— Material shown —
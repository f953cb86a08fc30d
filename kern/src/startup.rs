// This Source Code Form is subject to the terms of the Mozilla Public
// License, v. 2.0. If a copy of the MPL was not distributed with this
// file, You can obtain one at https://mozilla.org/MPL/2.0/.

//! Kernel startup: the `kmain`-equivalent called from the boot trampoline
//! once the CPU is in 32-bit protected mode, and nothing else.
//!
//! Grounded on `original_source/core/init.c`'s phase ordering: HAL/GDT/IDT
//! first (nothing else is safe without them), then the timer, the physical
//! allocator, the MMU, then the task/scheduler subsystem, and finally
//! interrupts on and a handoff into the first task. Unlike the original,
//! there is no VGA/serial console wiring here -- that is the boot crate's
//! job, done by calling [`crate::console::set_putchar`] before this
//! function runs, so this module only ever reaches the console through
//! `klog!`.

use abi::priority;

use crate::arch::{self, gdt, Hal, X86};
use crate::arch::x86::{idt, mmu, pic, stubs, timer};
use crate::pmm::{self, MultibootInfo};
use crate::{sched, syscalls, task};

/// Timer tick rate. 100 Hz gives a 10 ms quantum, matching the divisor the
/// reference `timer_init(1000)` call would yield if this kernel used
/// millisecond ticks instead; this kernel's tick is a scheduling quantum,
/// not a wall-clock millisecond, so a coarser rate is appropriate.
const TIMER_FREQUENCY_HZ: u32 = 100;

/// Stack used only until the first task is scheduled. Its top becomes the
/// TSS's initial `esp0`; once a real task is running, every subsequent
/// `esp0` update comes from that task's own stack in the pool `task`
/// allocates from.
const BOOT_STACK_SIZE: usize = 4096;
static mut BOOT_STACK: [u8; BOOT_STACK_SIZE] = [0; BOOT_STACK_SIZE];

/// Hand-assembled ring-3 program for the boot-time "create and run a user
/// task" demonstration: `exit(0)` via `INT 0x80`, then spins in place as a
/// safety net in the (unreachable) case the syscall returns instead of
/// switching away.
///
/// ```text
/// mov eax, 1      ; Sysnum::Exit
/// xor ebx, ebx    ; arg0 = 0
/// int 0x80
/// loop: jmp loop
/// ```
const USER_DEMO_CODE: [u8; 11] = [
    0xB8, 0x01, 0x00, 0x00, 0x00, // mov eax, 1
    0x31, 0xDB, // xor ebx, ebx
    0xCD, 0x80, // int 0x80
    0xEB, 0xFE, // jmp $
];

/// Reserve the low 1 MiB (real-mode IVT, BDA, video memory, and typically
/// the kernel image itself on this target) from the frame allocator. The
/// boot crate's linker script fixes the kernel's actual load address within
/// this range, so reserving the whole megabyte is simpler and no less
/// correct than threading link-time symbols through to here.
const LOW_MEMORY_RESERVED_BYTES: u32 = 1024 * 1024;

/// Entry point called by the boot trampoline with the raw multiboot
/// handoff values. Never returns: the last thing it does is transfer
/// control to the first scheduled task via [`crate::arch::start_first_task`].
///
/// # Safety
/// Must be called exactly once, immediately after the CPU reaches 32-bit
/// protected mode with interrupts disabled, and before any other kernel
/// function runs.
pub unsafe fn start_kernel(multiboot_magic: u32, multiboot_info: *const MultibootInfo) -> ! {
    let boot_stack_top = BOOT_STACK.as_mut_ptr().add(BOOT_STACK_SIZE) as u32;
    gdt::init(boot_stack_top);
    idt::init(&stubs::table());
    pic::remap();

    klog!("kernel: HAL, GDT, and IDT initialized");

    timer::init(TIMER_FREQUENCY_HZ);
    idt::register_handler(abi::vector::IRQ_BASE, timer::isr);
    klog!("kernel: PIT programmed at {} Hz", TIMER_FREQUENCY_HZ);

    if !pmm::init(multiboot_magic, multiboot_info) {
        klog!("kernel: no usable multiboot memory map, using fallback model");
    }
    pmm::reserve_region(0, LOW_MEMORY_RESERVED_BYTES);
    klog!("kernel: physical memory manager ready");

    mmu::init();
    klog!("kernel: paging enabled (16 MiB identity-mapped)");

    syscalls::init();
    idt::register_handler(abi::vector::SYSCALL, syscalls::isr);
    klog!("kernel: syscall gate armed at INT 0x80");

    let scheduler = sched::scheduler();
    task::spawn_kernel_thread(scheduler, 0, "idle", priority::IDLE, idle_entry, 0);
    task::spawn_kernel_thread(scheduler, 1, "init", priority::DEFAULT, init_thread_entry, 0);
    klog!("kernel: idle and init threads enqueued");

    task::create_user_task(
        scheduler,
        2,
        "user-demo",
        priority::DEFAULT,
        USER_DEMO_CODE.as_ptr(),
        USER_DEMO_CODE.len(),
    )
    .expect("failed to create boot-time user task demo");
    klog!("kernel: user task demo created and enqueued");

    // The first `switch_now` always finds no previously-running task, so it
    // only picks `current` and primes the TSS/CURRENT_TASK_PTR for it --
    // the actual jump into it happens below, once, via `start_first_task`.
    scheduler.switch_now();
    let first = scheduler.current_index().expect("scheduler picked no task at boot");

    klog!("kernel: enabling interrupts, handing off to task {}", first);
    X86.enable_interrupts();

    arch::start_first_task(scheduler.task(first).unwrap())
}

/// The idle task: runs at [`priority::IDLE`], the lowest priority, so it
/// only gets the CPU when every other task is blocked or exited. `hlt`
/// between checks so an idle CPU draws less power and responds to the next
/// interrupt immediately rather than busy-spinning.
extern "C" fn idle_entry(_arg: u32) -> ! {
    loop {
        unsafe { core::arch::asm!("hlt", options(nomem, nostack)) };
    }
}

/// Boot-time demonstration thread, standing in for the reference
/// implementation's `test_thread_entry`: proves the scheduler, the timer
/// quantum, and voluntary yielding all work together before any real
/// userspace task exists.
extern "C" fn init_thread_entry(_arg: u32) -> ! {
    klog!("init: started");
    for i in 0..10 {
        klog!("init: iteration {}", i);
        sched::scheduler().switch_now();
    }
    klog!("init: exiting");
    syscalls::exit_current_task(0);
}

— Goal of the exercise —
With "MultibootInfo" as the search string, filter the records and return each line that has it.

— Answer to this task —
use crate::pmm::{self, MultibootInfo};
pub unsafe fn start_kernel(multiboot_magic: u32, multiboot_info: *const MultibootInfo) -> ! {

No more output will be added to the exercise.